### Aim of the exercise
Within the data below, count every line that includes "surrogate" and report the total alone.

### Data extracts
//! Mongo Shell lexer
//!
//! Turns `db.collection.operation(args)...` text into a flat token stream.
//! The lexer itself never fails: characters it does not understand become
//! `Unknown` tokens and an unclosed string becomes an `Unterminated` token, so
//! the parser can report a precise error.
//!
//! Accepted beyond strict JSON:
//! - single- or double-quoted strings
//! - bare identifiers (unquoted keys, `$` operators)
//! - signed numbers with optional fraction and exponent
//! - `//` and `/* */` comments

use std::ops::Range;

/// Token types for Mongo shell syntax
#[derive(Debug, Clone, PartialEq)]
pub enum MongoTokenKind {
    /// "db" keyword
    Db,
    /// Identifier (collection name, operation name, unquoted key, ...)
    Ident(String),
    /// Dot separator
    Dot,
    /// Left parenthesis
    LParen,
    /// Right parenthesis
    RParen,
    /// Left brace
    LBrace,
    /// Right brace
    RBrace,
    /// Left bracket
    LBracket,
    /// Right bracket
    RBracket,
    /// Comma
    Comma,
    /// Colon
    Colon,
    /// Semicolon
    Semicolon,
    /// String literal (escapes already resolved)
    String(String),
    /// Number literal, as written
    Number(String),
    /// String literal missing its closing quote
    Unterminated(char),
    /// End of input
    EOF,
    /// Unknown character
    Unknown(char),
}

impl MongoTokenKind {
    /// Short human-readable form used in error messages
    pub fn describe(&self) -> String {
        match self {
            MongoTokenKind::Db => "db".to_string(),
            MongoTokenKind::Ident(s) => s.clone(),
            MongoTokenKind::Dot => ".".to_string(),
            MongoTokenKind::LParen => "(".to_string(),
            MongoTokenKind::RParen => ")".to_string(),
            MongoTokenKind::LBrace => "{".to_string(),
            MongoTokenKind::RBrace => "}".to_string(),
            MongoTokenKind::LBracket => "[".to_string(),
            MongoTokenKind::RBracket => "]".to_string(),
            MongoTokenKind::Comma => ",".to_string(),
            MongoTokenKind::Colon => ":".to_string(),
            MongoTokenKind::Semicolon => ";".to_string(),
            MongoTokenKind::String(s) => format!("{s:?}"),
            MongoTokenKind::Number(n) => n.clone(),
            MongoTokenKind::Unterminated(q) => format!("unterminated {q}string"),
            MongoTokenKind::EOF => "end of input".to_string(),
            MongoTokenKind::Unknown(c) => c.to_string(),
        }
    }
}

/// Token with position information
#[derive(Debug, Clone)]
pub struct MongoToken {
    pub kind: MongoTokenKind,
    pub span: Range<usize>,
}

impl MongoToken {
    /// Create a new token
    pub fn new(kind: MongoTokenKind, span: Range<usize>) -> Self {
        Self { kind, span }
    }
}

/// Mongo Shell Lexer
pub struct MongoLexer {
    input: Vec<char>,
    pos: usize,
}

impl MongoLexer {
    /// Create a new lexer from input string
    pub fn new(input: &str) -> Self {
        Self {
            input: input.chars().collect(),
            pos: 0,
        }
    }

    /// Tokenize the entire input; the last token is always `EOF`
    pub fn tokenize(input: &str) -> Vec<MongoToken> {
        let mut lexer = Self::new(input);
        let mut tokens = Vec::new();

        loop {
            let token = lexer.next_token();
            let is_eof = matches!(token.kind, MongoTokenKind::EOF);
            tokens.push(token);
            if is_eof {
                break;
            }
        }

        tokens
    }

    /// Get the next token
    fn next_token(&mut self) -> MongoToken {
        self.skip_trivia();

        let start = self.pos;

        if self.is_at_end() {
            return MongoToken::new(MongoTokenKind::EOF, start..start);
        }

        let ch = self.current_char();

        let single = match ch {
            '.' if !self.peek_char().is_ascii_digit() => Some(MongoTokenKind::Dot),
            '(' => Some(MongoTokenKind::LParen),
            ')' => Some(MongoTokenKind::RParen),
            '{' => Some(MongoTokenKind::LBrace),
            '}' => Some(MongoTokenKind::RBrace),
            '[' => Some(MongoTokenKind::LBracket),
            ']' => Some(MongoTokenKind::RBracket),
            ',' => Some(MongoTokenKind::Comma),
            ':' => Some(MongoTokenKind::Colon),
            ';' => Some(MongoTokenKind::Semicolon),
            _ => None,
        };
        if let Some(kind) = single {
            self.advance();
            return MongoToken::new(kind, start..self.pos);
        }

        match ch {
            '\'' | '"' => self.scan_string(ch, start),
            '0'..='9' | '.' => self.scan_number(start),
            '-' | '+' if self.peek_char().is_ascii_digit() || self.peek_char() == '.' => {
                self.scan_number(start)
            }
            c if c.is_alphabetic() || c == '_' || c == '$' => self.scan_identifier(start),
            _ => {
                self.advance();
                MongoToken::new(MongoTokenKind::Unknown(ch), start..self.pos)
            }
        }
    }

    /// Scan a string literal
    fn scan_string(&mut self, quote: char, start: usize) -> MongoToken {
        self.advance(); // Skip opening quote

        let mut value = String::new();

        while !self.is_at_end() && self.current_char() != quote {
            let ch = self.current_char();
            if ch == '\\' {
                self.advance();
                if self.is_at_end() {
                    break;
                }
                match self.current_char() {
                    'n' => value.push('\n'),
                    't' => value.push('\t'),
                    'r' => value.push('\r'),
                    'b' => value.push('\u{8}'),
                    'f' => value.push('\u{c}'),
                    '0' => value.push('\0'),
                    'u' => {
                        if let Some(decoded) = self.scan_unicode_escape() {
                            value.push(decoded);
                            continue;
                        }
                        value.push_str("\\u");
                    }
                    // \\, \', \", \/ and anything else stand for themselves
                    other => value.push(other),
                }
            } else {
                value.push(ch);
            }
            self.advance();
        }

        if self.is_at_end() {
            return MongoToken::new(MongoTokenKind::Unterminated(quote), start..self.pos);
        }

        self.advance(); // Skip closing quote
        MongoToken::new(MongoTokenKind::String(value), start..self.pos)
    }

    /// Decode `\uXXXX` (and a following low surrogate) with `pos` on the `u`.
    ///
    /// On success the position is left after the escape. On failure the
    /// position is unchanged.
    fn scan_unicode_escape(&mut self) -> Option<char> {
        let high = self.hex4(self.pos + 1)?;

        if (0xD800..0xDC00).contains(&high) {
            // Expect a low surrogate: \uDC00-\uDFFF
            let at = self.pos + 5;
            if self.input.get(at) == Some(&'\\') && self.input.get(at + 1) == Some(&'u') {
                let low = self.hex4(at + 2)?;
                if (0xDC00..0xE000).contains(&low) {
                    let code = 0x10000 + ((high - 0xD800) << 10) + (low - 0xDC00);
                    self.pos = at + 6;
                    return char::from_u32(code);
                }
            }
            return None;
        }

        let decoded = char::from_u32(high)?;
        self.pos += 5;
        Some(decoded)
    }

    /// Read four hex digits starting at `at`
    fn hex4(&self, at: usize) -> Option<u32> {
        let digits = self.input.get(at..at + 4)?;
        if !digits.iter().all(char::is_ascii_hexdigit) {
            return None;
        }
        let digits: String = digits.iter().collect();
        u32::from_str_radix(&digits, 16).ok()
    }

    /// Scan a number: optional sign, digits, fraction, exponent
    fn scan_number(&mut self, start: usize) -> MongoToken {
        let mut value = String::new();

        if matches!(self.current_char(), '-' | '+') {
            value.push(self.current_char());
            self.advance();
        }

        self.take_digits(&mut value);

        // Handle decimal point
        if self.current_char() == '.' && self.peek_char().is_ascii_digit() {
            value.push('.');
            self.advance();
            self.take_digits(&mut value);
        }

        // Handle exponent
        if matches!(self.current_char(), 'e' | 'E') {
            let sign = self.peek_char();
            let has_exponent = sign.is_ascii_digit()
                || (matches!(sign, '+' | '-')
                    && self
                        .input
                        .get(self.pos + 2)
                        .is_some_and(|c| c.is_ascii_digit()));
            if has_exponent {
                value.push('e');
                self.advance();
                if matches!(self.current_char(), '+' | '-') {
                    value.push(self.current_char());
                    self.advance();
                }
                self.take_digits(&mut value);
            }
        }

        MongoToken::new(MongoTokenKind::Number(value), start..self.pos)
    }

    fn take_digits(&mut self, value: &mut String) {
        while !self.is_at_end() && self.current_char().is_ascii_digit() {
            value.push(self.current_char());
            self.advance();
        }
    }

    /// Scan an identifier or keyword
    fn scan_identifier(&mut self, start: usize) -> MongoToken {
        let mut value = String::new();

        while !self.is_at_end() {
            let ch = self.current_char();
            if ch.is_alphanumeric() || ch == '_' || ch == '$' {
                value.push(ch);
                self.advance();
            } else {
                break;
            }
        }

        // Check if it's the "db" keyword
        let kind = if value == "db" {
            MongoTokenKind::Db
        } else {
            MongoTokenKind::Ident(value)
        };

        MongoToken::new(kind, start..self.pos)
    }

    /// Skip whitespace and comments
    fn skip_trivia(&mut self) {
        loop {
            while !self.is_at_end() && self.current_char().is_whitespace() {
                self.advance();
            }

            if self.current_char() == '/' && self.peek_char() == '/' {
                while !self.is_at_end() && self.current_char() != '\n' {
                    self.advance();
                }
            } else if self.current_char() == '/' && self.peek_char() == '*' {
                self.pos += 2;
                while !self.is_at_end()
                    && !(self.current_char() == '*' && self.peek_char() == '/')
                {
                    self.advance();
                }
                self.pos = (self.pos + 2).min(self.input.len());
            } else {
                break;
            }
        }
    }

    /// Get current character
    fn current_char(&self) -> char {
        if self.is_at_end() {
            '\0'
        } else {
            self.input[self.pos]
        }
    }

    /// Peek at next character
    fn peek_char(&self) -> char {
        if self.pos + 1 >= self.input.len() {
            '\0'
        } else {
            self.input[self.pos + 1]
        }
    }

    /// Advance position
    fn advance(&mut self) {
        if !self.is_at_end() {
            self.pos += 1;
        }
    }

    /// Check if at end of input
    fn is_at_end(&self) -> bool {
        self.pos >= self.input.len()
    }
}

==

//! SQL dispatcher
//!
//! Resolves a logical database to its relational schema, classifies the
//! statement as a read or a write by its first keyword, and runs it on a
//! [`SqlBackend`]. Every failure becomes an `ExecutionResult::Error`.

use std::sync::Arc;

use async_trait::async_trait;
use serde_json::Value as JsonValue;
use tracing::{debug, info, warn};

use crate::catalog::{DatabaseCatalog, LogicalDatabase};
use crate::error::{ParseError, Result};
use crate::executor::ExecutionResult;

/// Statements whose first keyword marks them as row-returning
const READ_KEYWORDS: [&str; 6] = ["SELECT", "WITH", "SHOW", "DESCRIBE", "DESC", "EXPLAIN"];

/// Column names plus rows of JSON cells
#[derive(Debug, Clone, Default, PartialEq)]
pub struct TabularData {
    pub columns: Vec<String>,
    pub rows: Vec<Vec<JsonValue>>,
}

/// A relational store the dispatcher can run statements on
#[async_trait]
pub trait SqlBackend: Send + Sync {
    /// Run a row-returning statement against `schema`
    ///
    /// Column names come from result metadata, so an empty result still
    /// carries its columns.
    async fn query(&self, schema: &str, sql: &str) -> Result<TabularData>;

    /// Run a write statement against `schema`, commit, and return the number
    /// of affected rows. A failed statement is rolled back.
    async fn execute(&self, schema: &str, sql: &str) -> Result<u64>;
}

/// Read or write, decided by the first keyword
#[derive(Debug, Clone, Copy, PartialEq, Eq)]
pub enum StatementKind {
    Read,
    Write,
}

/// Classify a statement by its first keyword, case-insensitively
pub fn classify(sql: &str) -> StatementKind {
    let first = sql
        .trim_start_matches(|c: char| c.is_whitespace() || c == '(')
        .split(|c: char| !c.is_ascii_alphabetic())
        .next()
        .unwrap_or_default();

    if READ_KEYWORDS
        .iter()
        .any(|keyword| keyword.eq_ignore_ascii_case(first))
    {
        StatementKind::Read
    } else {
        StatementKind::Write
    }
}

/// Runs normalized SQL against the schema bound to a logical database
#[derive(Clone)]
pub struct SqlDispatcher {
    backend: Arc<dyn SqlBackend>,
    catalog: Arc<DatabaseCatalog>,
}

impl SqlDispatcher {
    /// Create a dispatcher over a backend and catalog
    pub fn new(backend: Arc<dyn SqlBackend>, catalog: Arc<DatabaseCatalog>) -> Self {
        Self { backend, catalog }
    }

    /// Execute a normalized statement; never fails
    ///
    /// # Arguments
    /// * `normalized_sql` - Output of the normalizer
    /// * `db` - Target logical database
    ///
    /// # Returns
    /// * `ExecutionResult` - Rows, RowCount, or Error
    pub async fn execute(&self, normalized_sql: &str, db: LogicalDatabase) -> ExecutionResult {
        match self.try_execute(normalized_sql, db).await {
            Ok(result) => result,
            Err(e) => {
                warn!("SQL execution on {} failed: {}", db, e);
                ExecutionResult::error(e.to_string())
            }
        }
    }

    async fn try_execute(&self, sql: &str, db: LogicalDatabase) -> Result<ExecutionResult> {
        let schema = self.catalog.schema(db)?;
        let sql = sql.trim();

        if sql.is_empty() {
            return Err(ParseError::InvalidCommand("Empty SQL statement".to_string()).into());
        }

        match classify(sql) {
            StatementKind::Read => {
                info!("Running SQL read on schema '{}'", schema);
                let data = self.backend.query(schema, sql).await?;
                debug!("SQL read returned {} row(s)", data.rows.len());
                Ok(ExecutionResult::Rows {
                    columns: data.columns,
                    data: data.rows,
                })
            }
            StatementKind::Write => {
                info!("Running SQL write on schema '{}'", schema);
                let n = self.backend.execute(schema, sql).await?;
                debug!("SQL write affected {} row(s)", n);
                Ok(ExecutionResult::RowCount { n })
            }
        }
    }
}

### Response to this task
2